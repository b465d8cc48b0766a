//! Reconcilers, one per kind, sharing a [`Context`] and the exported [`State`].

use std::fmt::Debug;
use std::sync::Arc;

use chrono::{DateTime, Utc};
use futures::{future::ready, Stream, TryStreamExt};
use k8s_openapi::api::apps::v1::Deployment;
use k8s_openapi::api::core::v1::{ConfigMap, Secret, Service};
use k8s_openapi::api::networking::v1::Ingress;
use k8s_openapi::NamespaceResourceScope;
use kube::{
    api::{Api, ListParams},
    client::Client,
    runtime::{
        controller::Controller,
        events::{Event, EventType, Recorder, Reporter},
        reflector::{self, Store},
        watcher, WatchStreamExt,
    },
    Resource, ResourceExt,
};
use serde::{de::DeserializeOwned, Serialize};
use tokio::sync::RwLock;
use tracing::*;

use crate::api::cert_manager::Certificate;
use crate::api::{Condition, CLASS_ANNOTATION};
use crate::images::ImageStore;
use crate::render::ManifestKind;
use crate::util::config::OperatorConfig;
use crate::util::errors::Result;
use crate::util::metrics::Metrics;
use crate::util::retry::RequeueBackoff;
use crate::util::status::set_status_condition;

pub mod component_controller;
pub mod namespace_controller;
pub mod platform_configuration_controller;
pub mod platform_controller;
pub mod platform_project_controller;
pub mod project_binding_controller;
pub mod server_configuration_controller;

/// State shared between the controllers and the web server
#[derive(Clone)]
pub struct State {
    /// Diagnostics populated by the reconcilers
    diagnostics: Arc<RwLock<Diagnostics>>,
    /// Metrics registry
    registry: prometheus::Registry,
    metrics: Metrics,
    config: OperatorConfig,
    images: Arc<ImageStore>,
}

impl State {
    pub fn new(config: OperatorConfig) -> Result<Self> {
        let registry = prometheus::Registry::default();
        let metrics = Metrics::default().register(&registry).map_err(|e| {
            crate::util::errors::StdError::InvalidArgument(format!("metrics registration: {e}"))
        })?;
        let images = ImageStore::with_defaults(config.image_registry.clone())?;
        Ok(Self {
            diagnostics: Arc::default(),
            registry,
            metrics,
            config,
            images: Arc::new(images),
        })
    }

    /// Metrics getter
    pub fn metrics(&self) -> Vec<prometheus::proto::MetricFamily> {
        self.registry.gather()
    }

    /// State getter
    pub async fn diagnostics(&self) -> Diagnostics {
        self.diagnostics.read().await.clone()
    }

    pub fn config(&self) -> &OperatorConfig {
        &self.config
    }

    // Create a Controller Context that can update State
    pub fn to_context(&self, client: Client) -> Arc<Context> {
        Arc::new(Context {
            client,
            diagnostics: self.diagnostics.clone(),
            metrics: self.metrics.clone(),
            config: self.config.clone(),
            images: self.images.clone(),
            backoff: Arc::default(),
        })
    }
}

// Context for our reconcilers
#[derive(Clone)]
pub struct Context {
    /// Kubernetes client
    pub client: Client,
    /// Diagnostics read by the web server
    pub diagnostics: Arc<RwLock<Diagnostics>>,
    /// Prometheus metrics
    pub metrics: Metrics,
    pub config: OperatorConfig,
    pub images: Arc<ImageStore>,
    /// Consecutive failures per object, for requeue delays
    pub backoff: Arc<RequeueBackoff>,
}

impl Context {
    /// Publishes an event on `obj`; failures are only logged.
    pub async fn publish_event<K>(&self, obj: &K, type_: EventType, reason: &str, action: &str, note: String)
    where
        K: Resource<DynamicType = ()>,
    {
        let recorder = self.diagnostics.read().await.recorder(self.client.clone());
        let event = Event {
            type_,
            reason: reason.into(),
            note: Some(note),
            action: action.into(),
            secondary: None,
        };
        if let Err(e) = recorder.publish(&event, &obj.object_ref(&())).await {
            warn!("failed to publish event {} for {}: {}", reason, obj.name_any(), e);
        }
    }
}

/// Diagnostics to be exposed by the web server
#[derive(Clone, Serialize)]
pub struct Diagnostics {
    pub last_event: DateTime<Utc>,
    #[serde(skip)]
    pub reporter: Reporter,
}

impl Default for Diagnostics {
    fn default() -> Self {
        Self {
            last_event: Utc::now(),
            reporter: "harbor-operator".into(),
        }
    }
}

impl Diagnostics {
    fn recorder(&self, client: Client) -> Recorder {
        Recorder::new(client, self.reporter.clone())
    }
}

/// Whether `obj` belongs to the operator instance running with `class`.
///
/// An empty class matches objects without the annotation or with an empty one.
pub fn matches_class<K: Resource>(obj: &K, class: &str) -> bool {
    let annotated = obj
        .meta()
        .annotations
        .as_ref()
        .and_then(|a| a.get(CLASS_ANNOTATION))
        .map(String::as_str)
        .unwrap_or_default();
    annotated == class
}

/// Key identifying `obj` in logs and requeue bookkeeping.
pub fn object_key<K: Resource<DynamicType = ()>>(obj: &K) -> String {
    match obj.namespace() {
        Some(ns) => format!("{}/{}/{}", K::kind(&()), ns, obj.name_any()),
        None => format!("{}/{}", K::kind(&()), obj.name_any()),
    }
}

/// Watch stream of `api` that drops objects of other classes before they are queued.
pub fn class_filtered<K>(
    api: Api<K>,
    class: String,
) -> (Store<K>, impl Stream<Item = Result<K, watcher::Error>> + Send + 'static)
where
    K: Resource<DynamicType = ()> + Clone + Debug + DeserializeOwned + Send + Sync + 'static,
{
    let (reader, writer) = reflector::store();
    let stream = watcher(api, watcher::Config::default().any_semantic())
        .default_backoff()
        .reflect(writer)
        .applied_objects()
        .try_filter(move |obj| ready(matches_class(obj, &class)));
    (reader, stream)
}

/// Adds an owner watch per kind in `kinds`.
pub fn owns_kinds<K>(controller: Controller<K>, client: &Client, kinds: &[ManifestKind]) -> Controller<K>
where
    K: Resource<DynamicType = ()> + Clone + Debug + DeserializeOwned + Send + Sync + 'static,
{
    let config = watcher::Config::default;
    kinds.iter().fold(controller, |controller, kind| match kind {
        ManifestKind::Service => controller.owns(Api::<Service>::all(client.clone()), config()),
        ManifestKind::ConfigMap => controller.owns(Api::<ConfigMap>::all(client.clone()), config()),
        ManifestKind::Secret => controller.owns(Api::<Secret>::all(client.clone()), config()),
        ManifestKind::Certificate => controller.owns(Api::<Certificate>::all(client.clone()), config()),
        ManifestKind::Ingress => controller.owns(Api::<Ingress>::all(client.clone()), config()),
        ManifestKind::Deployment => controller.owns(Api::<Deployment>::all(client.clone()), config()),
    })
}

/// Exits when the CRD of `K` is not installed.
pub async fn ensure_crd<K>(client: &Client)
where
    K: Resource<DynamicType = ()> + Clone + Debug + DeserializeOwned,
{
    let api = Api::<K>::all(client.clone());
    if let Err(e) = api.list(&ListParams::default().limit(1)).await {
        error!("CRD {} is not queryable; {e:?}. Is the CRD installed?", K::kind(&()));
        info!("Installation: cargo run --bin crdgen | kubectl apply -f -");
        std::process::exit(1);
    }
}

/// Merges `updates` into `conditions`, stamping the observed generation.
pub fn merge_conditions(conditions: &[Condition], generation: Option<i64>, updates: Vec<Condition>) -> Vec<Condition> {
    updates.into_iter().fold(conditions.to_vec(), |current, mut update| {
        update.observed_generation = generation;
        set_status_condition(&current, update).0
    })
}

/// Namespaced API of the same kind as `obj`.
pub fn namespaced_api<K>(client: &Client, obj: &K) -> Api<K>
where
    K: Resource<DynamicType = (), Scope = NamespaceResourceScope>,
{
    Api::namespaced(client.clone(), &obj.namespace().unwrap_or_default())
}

**********

# Description of the task:
Search the records for the string "action" and return every line in which it occurs.

# Solution below:
    pub async fn publish_event<K>(&self, obj: &K, type_: EventType, reason: &str, action: &str, note: String)
            action: action.into(),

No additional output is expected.